[Nadiad] Yugkumar Mistry — Vibe Coding Submission by Yug-Mistry · Pull Request #9 · nasscomAI/rag-to-mcp

Yug-Mistry · 2026-04-14T10:47:41Z

RAG-to-MCP — Submission PR

Name: Yugkumar Nadiad
City / Group: Nadiad
Date: 14 April 2026
AI tool(s) used: GitHub Copilot (Claude Sonnet 4.6)

Submission Checklist

UC-0A — Complaint Classifier

Which failure mode did you encounter first?

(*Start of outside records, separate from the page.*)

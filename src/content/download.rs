//! The download pipeline.
//!
//! metadata -> resource check -> file planning -> transfer -> persist -> cache.
//! Nothing is persisted or cached unless every file arrived.
//!
//! Metadata-only and single-file downloads reuse the same stages.

use chrono::Utc;
use std::collections::HashSet;
use std::path::{Path, PathBuf};
use std::sync::Arc;

use crate::cache_operation::{CacheItem, CacheOperation, SharedPriority};
use crate::db::file_scope;
use crate::error::{Error, Result};
use crate::retry::with_retry;
use crate::types::{
    DownloadPriority, Event, FileEntry, Issue, IssueDescriptor, IssuePublication,
    ResourceDescriptor,
};

use super::{ContentService, DownloadOptions};

/// Files to transfer for one download
#[derive(Debug, Default)]
struct TransferPlan {
    items: Vec<CacheItem>,
    skipped: usize,
    destinations: HashSet<PathBuf>,
}

fn origin_url(base_url: &str, name: &str) -> String {
    format!("{}/{}", base_url.trim_end_matches('/'), name)
}

impl ContentService {
    /// Fetch and store an issue's metadata without transferring its files
    ///
    /// With `allow_cache`, a cached or stored record (downloaded or not) is
    /// returned without contacting the server. The result is not added to
    /// the memory cache, which only holds fully downloaded issues.
    pub async fn download_metadata(
        &self,
        publication: &IssuePublication,
        options: DownloadOptions,
    ) -> Result<Arc<Issue>> {
        self.ensure_accepting()?;

        if options.allow_cache {
            if let Some(issue) = self.memory_peek(publication) {
                return Ok(issue);
            }
            if let Some(key) = self
                .repository
                .stored_key(publication, self.config.min_status)
                .await?
            {
                if let Some(issue) = self.repository.get(&key).await? {
                    tracing::debug!(issue = %key, "Loaded stored metadata");
                    return Ok(Arc::new(issue));
                }
            }
        }

        let descriptor = self.fetch_descriptor(publication).await?;
        self.repository.save_metadata(&descriptor).await?;
        let issue = self
            .repository
            .get(&descriptor.key)
            .await?
            .ok_or_else(|| Error::NotFound(format!("issue {} after saving", descriptor.key)))?;

        tracing::info!(issue = %descriptor.key, "Stored issue metadata");
        Ok(Arc::new(issue))
    }

    /// Make sure a single file is on disk and return its path
    ///
    /// Nothing is transferred if a matching copy is already recorded and
    /// present. Otherwise the file is fetched through a one-item cache
    /// operation and recorded once it arrived.
    pub async fn download_file_if_missing(
        &self,
        file: &FileEntry,
        base_url: &str,
        publication: &IssuePublication,
        priority: DownloadPriority,
    ) -> Result<PathBuf> {
        self.ensure_accepting()?;

        let destination = self.layout.path_for(file, publication)?;
        let scope = file_scope(file.storage_type, publication);
        if self.is_current(&scope, file, &destination).await? {
            tracing::debug!(file = %file.name, scope = %scope, "File already present");
            return Ok(destination);
        }

        let item = CacheItem::new(
            file.clone(),
            origin_url(base_url, &file.name),
            destination.clone(),
        );
        let operation = CacheOperation::with_priority(
            format!("{scope}/{}", file.name),
            [item],
            Some(self.event_tx.clone()),
            SharedPriority::new(priority),
        );
        self.downloader.enqueue_download(&operation).await?;
        operation.wait().await?;

        self.repository.save_file(&scope, file).await?;
        tracing::debug!(file = %file.name, scope = %scope, "Downloaded single file");
        Ok(destination)
    }

    /// Download a publication end to end
    pub(super) async fn run_download(
        &self,
        publication: &IssuePublication,
        priority: SharedPriority,
    ) -> Result<Arc<Issue>> {
        self.emit_event(Event::DownloadStarted {
            publication: publication.clone(),
        });
        tracing::info!(publication = %publication, "Downloading issue");

        let result = self.download_files(publication, priority).await;
        match &result {
            Ok(issue) => {
                tracing::info!(issue = %issue.key(), "Issue cached");
                self.emit_event(Event::DownloadComplete {
                    key: issue.key().clone(),
                });
            }
            Err(e) => {
                let failed_files = match e {
                    Error::CacheOperationFailed(failure) => failure
                        .failed_names()
                        .into_iter()
                        .map(str::to_string)
                        .collect(),
                    _ => Vec::new(),
                };
                tracing::error!(
                    publication = %publication,
                    failed = failed_files.len(),
                    error = %e,
                    "Issue download failed"
                );
                self.emit_event(Event::DownloadFailed {
                    publication: publication.clone(),
                    failed_files,
                    error: e.to_string(),
                });
            }
        }
        result
    }

    async fn download_files(
        &self,
        publication: &IssuePublication,
        priority: SharedPriority,
    ) -> Result<Arc<Issue>> {
        let descriptor = self.fetch_descriptor(publication).await?;
        let resources = self.resources_needed(&descriptor).await?;

        let mut plan = TransferPlan::default();
        if let Some(resources) = &resources {
            for file in &resources.files {
                self.plan_file(&mut plan, file, &resources.base_url, publication)
                    .await?;
            }
        }
        for file in descriptor.files() {
            self.plan_file(&mut plan, file, &descriptor.base_url, publication)
                .await?;
        }

        let total = plan.items.len();
        tracing::debug!(
            issue = %descriptor.key,
            total,
            skipped = plan.skipped,
            priority = ?priority.get(),
            "Resolved files to download"
        );
        self.emit_event(Event::MetadataResolved {
            key: descriptor.key.clone(),
            total_files: total,
            skipped_files: plan.skipped,
        });

        let operation = CacheOperation::with_priority(
            descriptor.key.to_string(),
            plan.items,
            Some(self.event_tx.clone()),
            priority,
        );
        if total > 0 {
            self.downloader.enqueue_download(&operation).await?;
        }
        operation.wait().await?;

        self.persist(&descriptor, resources.as_ref()).await
    }

    /// Fetch, validate and check the descriptor served for `publication`
    async fn fetch_descriptor(&self, publication: &IssuePublication) -> Result<IssueDescriptor> {
        let descriptor = with_retry(&self.config.metadata_retry, || {
            self.api.fetch_issue_descriptor(publication)
        })
        .await?;
        descriptor.validate()?;

        if !descriptor.key.is_variant_of(publication) {
            return Err(Error::InvalidDescriptor(format!(
                "requested {} but received {}",
                publication, descriptor.key
            )));
        }
        if descriptor.key.status < self.config.min_status {
            return Err(Error::MinStatusNotMet {
                publication: publication.clone(),
                status: descriptor.key.status,
                min_status: self.config.min_status,
            });
        }
        Ok(descriptor)
    }

    /// Resource bundle to fetch alongside the issue, if the stored one is too old
    async fn resources_needed(
        &self,
        descriptor: &IssueDescriptor,
    ) -> Result<Option<ResourceDescriptor>> {
        let stored = self.repository.resource_version().await?;
        if stored.is_some_and(|v| v >= descriptor.min_resource_version) {
            return Ok(None);
        }

        let resources = with_retry(&self.config.metadata_retry, || {
            self.api.fetch_resource_descriptor()
        })
        .await?;
        if resources.version < descriptor.min_resource_version {
            return Err(Error::InvalidDescriptor(format!(
                "{} needs resources v{} but server offers v{}",
                descriptor.key, descriptor.min_resource_version, resources.version
            )));
        }
        tracing::debug!(
            stored = ?stored,
            version = resources.version,
            "Resource bundle update required"
        );
        Ok(Some(resources))
    }

    async fn plan_file(
        &self,
        plan: &mut TransferPlan,
        file: &FileEntry,
        base_url: &str,
        publication: &IssuePublication,
    ) -> Result<()> {
        let destination = self.layout.path_for(file, publication)?;
        if !plan.destinations.insert(destination.clone()) {
            return Ok(());
        }

        let scope = file_scope(file.storage_type, publication);
        if self.is_current(&scope, file, &destination).await? {
            plan.skipped += 1;
            return Ok(());
        }

        plan.items.push(CacheItem::new(
            file.clone(),
            origin_url(base_url, &file.name),
            destination,
        ));
        Ok(())
    }

    /// Whether a matching copy of the file is recorded and present on disk
    async fn is_current(&self, scope: &str, file: &FileEntry, destination: &Path) -> Result<bool> {
        let Some(stored) = self.repository.downloaded_file(scope, &file.name).await? else {
            return Ok(false);
        };
        if stored.sha256 != file.sha256 || stored.size != file.size {
            return Ok(false);
        }
        Ok(tokio::fs::metadata(destination)
            .await
            .is_ok_and(|meta| meta.is_file() && meta.len() == file.size))
    }

    async fn persist(
        &self,
        descriptor: &IssueDescriptor,
        resources: Option<&ResourceDescriptor>,
    ) -> Result<Arc<Issue>> {
        self.repository.save(descriptor, resources, Utc::now()).await?;

        let issue = self
            .repository
            .get(&descriptor.key)
            .await?
            .ok_or_else(|| Error::NotFound(format!("issue {} after saving", descriptor.key)))?;
        let issue = Arc::new(issue);

        // A fresh download supersedes any other cached variant.
        self.memory_cache
            .invalidate_publication(&IssuePublication::from(&descriptor.key));
        self.memory_cache.add(issue.clone());
        Ok(issue)
    }
}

Taxonomy drift — the naive prompt invented category names like "Road Issue" and "Drainage Problem" instead of using the exact schema values. The same complaint type received different labels across rows.

Which enforcement rule fixed it? Quote from your agents.md:

"Category must be exactly one value from the allowed list: Pothole, Flooding, Streetlight, Waste, Noise, Road Damage, Heritage Damage, Heat Hazard, Drain Blockage, Other. No variations or invented names."

Your commit message for UC-0A:

UC-0A Generated agents.md and skills.md from README, implemented classifier

Verification checkpoints:

All severity-signal rows (injury/child/school/hospital keywords) classified as Urgent
No invented categories outside the defined taxonomy
Justification column present and non-empty for every row

UC-RAG — RAG Server

Which failure mode did you encounter?

Chunk boundary failure — policy clause 5.2 ("requires approval from the Department Head and the HR Director") was split across two fixed-size chunks. Neither chunk alone contained the complete dual-approver obligation, so retrieval returned an incomplete answer.

What chunking strategy did you use and why?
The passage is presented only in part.